My time in the underworld was extremely colorful. I met some of the most influential people in my life, individuals who contributed greatly to my formation. All of these individuals committed illegal acts. Many of these individual’s familes knew that they committed crimes in order to make a living and accepted the money in order to live. I take a Kantian view of the law: the law is not inherently moral or ethical just because it is the law. Some of these individuals were my lovers, others were just my friends.

Currently, after devouring “The Jinx”, I tuned into “Oz” on Hbo.go (thank the Buddha for whoever came up with the idea of putting all of HBO’s programming online).  Yesterday, I picked up a copy of Harper’s and to my delight, Harper’s Index (an assortment of statistics that reveals a theme about domestic public policy or economic’s or sociological facts) focused it’s first on the American prison system, an institution I personally devote a lot of time to studying both academically and recreationally. Through my journey of “Oz”, I have found myself profoundly questioning the corporate American prison system. While reading Harper’s statistics, I found myself morally obligated to share my feelings and opinions publicly. For example,

  • Minimum number of times in 2014 that Rikers Island correction officers broke the bones of an inmate: 98
  • Days of solitary confinement a South Carolina prisoner was assigned in 2012 for threatening a prison employee: 41
  • Years of solitary confinement he was assigned in 2013 for posting on Facebook: 37

Read those last two statistics again. From this specific example, we can see that this inmate was being made an example of in the second statistic. In the first, we see what is viewed as a routine occurrence within prison due to the culture of violence. What can be derived from these statistics? That prisoner’s having access to the first amendment beyond the scope of the walls of the prison is more dangerous than a threat of violence to one of the prison’s employee’s.

This should be disturbing to any American who supports the first amendment because the discrepancy is between days and years. What is so horrible that a prisoner could tell us beyond inane ramblings of an inmate.

This this or this.

I am unsure what America is attempting to accomplish with the endorsement of a demeaning and violent prison culture given we are the number one nation for locking people in cages. I do believe that we need prisons, yet morally I feel obligated that a society should ensure the minimum number of human beings are confined by chains. Serious crimes that are directly related to harming other human beings are crimes that should be applicable for confinement away from society for a period of time, and these crimes are both directly violent and non-violent yet harmful. I do not believe that there should be a tremendous amount of comfort in prison, there should be bare conditions however they should be humane. If not for the prisoners, I am concerned about the mental health of prison employees working in such dire conditions.

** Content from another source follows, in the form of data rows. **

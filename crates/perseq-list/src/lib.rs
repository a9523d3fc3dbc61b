#![forbid(unsafe_code)]
//! Doubly-linked persistent deque with per-operation crash consistency.
//!
//! [`PersistentLinkedList`] stores an ordered sequence of elements in a
//! block buffer. The graph is held entirely by 64-bit block ids; there
//! are no in-memory node objects, only cached head/tail/len.
//!
//! The first allocated block is the metadata header:
//!
//! ```text
//! offset  type  description
//!  0- 3   u8    magic "PLL\n"
//!  4- 7   i32   version (currently 3)
//!  8-15   i64   head block id, or END_PTR when empty
//! 16-23   i64   tail block id, or END_PTR when empty
//! ```
//!
//! Every entry block holds, at offsets 0/8/16: `next`, `prev`, and
//! `data_size` (−1 for an absent element), followed by `data_size` bytes
//! of serializer output. The sentinel `END_PTR` (−2) terminates chains.
//!
//! Mutations follow a two-barrier discipline: entry bytes become durable
//! before any pointer references them, and pointer rewires become durable
//! before the operation completes. A crash therefore leaves at most one
//! partially applied rewire and at most one orphaned block, which is
//! exactly the envelope [`check_consistency`] repairs at open time.
//!
//! [`check_consistency`]: PersistentLinkedList::check_consistency

use perseq_block::PersistentBlockBuffer;
use perseq_buffer::ProtectionLevel;
use perseq_error::{PerseqError, Result};
use perseq_serial::Serializer;
use std::collections::HashMap;
use std::marker::PhantomData;
use tracing::info;

const MAGIC: [u8; 4] = *b"PLL\n";
const VERSION: i32 = 3;

const HEAD_OFFSET: u64 = 8;
const TAIL_OFFSET: u64 = 16;
const HEADER_SIZE: u64 = 24;

const NEXT_OFFSET: u64 = 0;
const PREV_OFFSET: u64 = 8;
const DATA_SIZE_OFFSET: u64 = 16;
const DATA_OFFSET: u64 = 24;

/// Sentinel pointer terminating head/tail chains.
pub const END_PTR: i64 = -2;

/// Bytes every entry needs ahead of its payload, which is also the
/// metadata block size. Block-buffer factories size fixed blocks with
/// this added to the serializer's fixed size.
pub const ENTRY_OVERHEAD: u64 = DATA_OFFSET;

const DATA_SIZE_NULL: i64 = -1;

/// Persistent deque of optional elements backed by a block buffer.
///
/// Elements are `Option<E>`: `None` is stored as an entry with
/// `data_size = -1` and no payload, so absent values never reach the
/// serializer. Operations that must distinguish "list is empty" from
/// "stored element is `None`" return nested options.
///
/// Out-of-range indexes are programmer errors and panic, as does
/// misusing a cursor; I/O and corruption surface as [`PerseqError`].
pub struct PersistentLinkedList<E, S, B> {
    serializer: S,
    blocks: B,
    meta_block_id: u64,
    head: i64,
    tail: i64,
    len: u64,
    mod_count: u64,
    _marker: PhantomData<fn() -> E>,
}
//! Direct (unmapped) file-backed buffer.
//!
//! Every read and write is a positioned syscall via
//! `std::os::unix::fs::FileExt`, so no shared seek position exists and no
//! address-space mapping is held. The kernel page cache already orders
//! same-file writes between sync points, so `barrier(false)` is a no-op
//! and `barrier(true)` maps to `fdatasync`.

use crate::{check_range, PersistentBuffer, ProtectionLevel};
use fs2::FileExt as _;
use perseq_error::{PerseqError, Result};
use std::fs::{File, OpenOptions};
use std::os::unix::fs::FileExt as _;
use std::path::Path;
use tempfile::NamedTempFile;
use tracing::trace;

/// File buffer using positioned read/write syscalls.
///
/// Holds an advisory whole-file lock (shared when read-only, exclusive
/// otherwise) from open until close.
#[derive(Debug)]
pub struct DirectFileBuffer {
    file: File,
    capacity: u64,
    protection_level: ProtectionLevel,
    closed: bool,
    _temp: Option<tempfile::TempPath>,
}

impl DirectFileBuffer {
    /// Opens (creating if absent and writable) the file at `path`.
    pub fn open(path: impl AsRef<Path>, protection_level: ProtectionLevel) -> Result<Self> {
        let read_only = protection_level == ProtectionLevel::ReadOnly;
        let file = if read_only {
            OpenOptions::new().read(true).open(path.as_ref())?
        } else {
            OpenOptions::new()
                .read(true)
                .write(true)
                .create(true)
                .open(path.as_ref())?
        };
        Self::from_file(file, protection_level, None)
    }

    /// A scratch buffer backed by a temporary file that is deleted when
    /// the buffer is closed or dropped. Protection level is `None`.
    pub fn temporary() -> Result<Self> {
        let (file, path) = NamedTempFile::new()?.into_parts();
        Self::from_file(file, ProtectionLevel::None, Some(path))
    }

    fn from_file(
        file: File,
        protection_level: ProtectionLevel,
        temp: Option<tempfile::TempPath>,
    ) -> Result<Self> {
        if protection_level == ProtectionLevel::ReadOnly {
            file.lock_shared()?;
        } else {
            file.lock_exclusive()?;
        }
        let capacity = file.metadata()?.len();
        Ok(Self {
            file,
            capacity,
            protection_level,
            closed: false,
            _temp: temp,
        })
    }

    fn check_open(&self) -> Result<()> {
        if self.closed {
            return Err(PerseqError::Closed);
        }
        Ok(())
    }

    fn check_writable(&self) -> Result<()> {
        if !self.protection_level.is_writable() {
            return Err(PerseqError::ReadOnly);
        }
        Ok(())
    }
}

impl PersistentBuffer for DirectFileBuffer {
    fn protection_level(&self) -> ProtectionLevel {
        self.protection_level
    }

    fn capacity(&self) -> Result<u64> {
        self.check_open()?;
        Ok(self.capacity)
    }

    fn set_capacity(&mut self, new_capacity: u64) -> Result<()> {
        self.check_open()?;
        self.check_writable()?;
        let old_capacity = self.capacity;
        if new_capacity == old_capacity {
            return Ok(());
        }
        self.file.set_len(new_capacity)?;
        self.capacity = new_capacity;
        if new_capacity > old_capacity {
            self.ensure_zeros(old_capacity, new_capacity - old_capacity)?;
        }
        Ok(())
    }

    fn get_some(&self, position: u64, out: &mut [u8]) -> Result<usize> {
        self.check_open()?;
        check_range(position, out.len() as u64, self.capacity)?;
        if out.is_empty() {
            return Ok(0);
        }
        let count = self.file.read_at(out, position)?;
        if count == 0 {
            return Err(PerseqError::StreamUnderflow {
                requested: out.len() as u64,
                remaining: self.capacity.saturating_sub(position),
            });
        }
        Ok(count)
    }

    fn put(&mut self, position: u64, data: &[u8]) -> Result<()> {
        self.check_open()?;
        self.check_writable()?;
        check_range(position, data.len() as u64, self.capacity)?;
        self.file.write_all_at(data, position)?;
        Ok(())
    }

    fn barrier(&mut self, force: bool) -> Result<()> {
        self.check_open()?;
        // The page cache preserves ordering between sync points, so only a
        // forced barrier at BARRIER or stronger reaches the media.
        if force && self.protection_level >= ProtectionLevel::Barrier {
            trace!(target: "perseq::buffer", event = "fdatasync");
            self.file.sync_data()?;
        }
        Ok(())
    }

    fn is_closed(&self) -> bool {
        self.closed
    }

    fn close(&mut self) -> Result<()> {
        if self.closed {
            return Ok(());
        }
        self.closed = true;
        self.file.unlock()?;
        if let Some(temp) = self._temp.take() {
            temp.close()?;
        }
        Ok(())
    }
}
impl TwoCopyState {
    fn check_open(&self) -> Result<()> {
        if self.closed {
            return Err(PerseqError::Closed);
        }
        Ok(())
    }

    fn mark_first_write(&mut self) {
        if self.first_write.is_none() {
            self.first_write = Some(Instant::now());
        }
        if let Some(delay) = self.async_delay {
            if !self.timer_scheduled {
                self.timer_scheduled = true;
                let deadline = self.first_write.expect("just set") + delay;
                timer::schedule(self.weak_self.clone(), deadline);
            }
        }
    }

    fn clear_first_write(&mut self) {
        self.first_write = None;
    }

    fn read_base_sector(&self, sector: u64, out: &mut [u8]) -> Result<()> {
        out.fill(0);
        if sector < self.base_len {
            let available = (self.base_len - sector).min(out.len() as u64) as usize;
            let base = self
                .base_read
                .as_ref()
                .expect("base read handle open while buffer is open");
            base.read_exact_at(&mut out[..available], sector)?;
        }
        Ok(())
    }

    fn get_some(&self, position: u64, out: &mut [u8]) -> Result<usize> {
        self.check_open()?;
        check_range(position, out.len() as u64, self.capacity)?;
        let sector_mask = self.sector_size - 1;
        let mut position = position;
        let mut copied = 0usize;
        while copied < out.len() {
            let sector = position & !sector_mask;
            let offset = (position - sector) as usize;
            let step = ((self.sector_size as usize) - offset).min(out.len() - copied);
            let target = &mut out[copied..copied + step];
            if let Some(entry) = self.sectors.get(&sector) {
                target.copy_from_slice(&entry.data[offset..offset + step]);
            } else if position < self.base_len {
                let available = ((self.base_len - position) as usize).min(step);
                let base = self
                    .base_read
                    .as_ref()
                    .expect("base read handle open while buffer is open");
                base.read_exact_at(&mut target[..available], position)?;
                target[available..].fill(0);
            } else {
                // Extended past the committed file; zeros until commit.
                target.fill(0);
            }
            copied += step;
            position += step as u64;
        }
        Ok(copied)
    }

    fn put(&mut self, position: u64, data: &[u8]) -> Result<()> {
        self.check_open()?;
        if !self.protection_level.is_writable() {
            return Err(PerseqError::ReadOnly);
        }
        check_range(position, data.len() as u64, self.capacity)?;
        let sector_mask = self.sector_size - 1;
        let mut position = position;
        let mut data = data;
        while !data.is_empty() {
            let sector = position & !sector_mask;
            let offset = (position - sector) as usize;
            let step = ((self.sector_size as usize) - offset).min(data.len());
            let chunk = &data[..step];
            let mut became_dirty = false;
            if let Some(entry) = self.sectors.get_mut(&sector) {
                if entry.dirty {
                    // Already scheduled for commit; no comparison needed.
                    entry.data[offset..offset + step].copy_from_slice(chunk);
                } else if entry.data[offset..offset + step] != *chunk {
                    entry.data[offset..offset + step].copy_from_slice(chunk);
                    entry.dirty = true;
                    became_dirty = true;
                }
            } else {
                let mut sector_data = vec![0u8; self.sector_size as usize];
                self.read_base_sector(sector, &mut sector_data)?;
                // Only cache when the bytes actually change (flash wear).
                if sector_data[offset..offset + step] != *chunk {
                    sector_data[offset..offset + step].copy_from_slice(chunk);
                    self.sectors.insert(
                        sector,
                        SectorEntry {
                            data: sector_data,
                            dirty: true,
                        },
                    );
                    became_dirty = true;
                }
            }
            if became_dirty {
                self.mark_first_write();
            }
            position += step as u64;
            data = &data[step..];
        }
        Ok(())
    }

    fn set_capacity(&mut self, new_capacity: u64) -> Result<()> {
        self.check_open()?;
        if !self.protection_level.is_writable() {
            return Err(PerseqError::ReadOnly);
        }
        if new_capacity == self.capacity {
            return Ok(());
        }
        // Drop cached sectors entirely beyond the new end and zero the
        // tail of a sector the new end lands inside.
        let _ = self.sectors.split_off(&new_capacity);
        let sector_mask = self.sector_size - 1;
        if new_capacity & sector_mask != 0 {
            let sector = new_capacity & !sector_mask;
            if let Some(entry) = self.sectors.get_mut(&sector) {
                entry.data[(new_capacity - sector) as usize..].fill(0);
            }
        }
        self.capacity = new_capacity;
        self.mark_first_write();
        Ok(())
    }

    fn barrier(&mut self, force: bool) -> Result<()> {
        self.check_open()?;
        if force && self.protection_level >= ProtectionLevel::Force {
            self.commit(false)
        } else {
            // Downgraded: commit from the caller only once cached writes
            // have aged past the synchronous commit delay.
            match self.first_write {
                Some(first) if first.elapsed() >= self.sync_delay => self.commit(false),
                _ => Ok(()),
            }
        }
    }

    /// Writes modified sectors to the older copy and rotates it into place.
    fn commit(&mut self, is_closing: bool) -> Result<()> {
        if !self.sectors.values().any(|entry| entry.dirty) {
            if is_closing {
                self.base_read = None;
            }
            return Ok(());
        }
        if self.protection_level == ProtectionLevel::ReadOnly {
            return Err(PerseqError::ReadOnly);
        }
        debug!(
            target: "perseq::barrier",
            event = "commit_begin",
            cached_sectors = self.sectors.len(),
            capacity = self.capacity
        );
        fs::rename(&self.old_path, &self.new_path)?;
        let new_file = OpenOptions::new()
            .read(true)
            .write(true)
            .open(&self.new_path)?;
        let old_len = new_file.metadata()?.len();
        if self.capacity != old_len {
            new_file.set_len(self.capacity)?;
            if self.capacity > old_len {
                ensure_zeros_file(&new_file, old_len, self.capacity - old_len)?;
            }
        }
        // Every cached sector differs from this copy; write them all.
        for (&sector, entry) in &self.sectors {
            debug_assert!(sector < self.capacity);
            debug_assert_eq!(sector & (self.sector_size - 1), 0);
            let end = (sector + self.sector_size).min(self.capacity);
            new_file.write_all_at(&entry.data[..(end - sector) as usize], sector)?;
        }
        if self.protection_level >= ProtectionLevel::Barrier {
            new_file.sync_data()?;
        }
        // Take the lock on the inode that is about to become the base copy
        // before the current base lock is released.
        new_file.lock_exclusive()?;
        self.base_read = None;
        fs::rename(&self.base_path, &self.old_path)?;
        // The former current-cache is exactly the diff against the file
        // that just became the old copy.
        self.sectors.retain(|_, entry| entry.dirty);
        for entry in self.sectors.values_mut() {
            entry.dirty = false;
        }
        fs::rename(&self.new_path, &self.base_path)?;
        self._lock_file = new_file;
        self.base_len = self.capacity;
        if !is_closing {
            self.base_read = Some(OpenOptions::new().read(true).open(&self.base_path)?);
        }
        self.clear_first_write();
        debug!(
            target: "perseq::barrier",
            event = "commit_complete",
            retained_sectors = self.sectors.len()
        );
        Ok(())
    }

    fn close(&mut self) -> Result<()> {
        if self.closed {
            return Ok(());
        }
        self.commit(true)?;
        self.closed = true;
        Ok(())
    }

    pub(crate) fn close_for_shutdown(&mut self) -> Result<()> {
        self.close()
    }
}
#![forbid(unsafe_code)]
//! Error types for perseq.
//!
//! Defines `PerseqError` and a `Result<T>` alias used throughout the
//! workspace. Runtime failures (I/O, bounds, corruption detected at open)
//! are errors; programmer errors such as double deallocation panic at the
//! call site instead of surfacing here.

use thiserror::Error;

/// Unified error type for all perseq operations.
#[derive(Debug, Error)]
pub enum PerseqError {
    #[error("I/O error: {0}")]
    Io(#[from] std::io::Error),

    #[error("buffer is read-only")]
    ReadOnly,

    #[error("buffer is closed")]
    Closed,

    #[error("position {position} beyond capacity {capacity}")]
    CapacityExceeded { position: u64, capacity: u64 },

    #[error("stream underflow: requested {requested} bytes with {remaining} remaining")]
    StreamUnderflow { requested: u64, remaining: u64 },

    #[error("stream overflow: requested {requested} bytes with {remaining} remaining")]
    StreamOverflow { requested: u64, remaining: u64 },

    #[error("block {id} is not allocated")]
    NotAllocated { id: u64 },

    #[error("corrupt persistent state: {0}")]
    Corruption(String),

    #[error("invalid on-disk format: {0}")]
    Format(String),

    #[error("structure modified during iteration")]
    ConcurrentModification,

    #[error("list is at maximum size")]
    ListFull,

    #[error("serialization failed: {0}")]
    Serialization(String),
}

/// Result alias using `PerseqError`.
pub type Result<T> = std::result::Result<T, PerseqError>;

#[cfg(test)]
mod tests {
    use super::*;

    #[test]
    fn display_includes_detail() {
        let err = PerseqError::CapacityExceeded {
            position: 100,
            capacity: 64,
        };
        assert_eq!(err.to_string(), "position 100 beyond capacity 64");

        let err = PerseqError::Corruption("head points to unallocated block 42".into());
        assert!(err.to_string().contains("unallocated block 42"));
    }

    #[test]
    fn io_error_converts() {
        let io = std::io::Error::new(std::io::ErrorKind::Other, "boom");
        let err = PerseqError::from(io);
        assert!(matches!(err, PerseqError::Io(_)));
    }
}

The more disturbing phenomenon in the combination of corporate and prison culture in America is obviously the private prison system. Like Blackwater and other mercenary armies, private prisons are the antithesis to a democratic society due to the lack of government oversight and the inherently disturbing nature of making money off of the suffering of other human beings. In fact, this could be psychologically compared to antisocial personality disorder, known in laymen’s terms as psychopathy. American corporatism at it’s most depraved has already been compared to having antisocial personality disorder, especially given the Supreme Court decision that endorses the legal principle that corporations are persons.

If corporations are persons, and there are private prisons that are owned by corporations, then that means some of these prisons function as dysfunctionally as the violent offenders they house. This is clearly an ethical and moral threat to democratic ideals.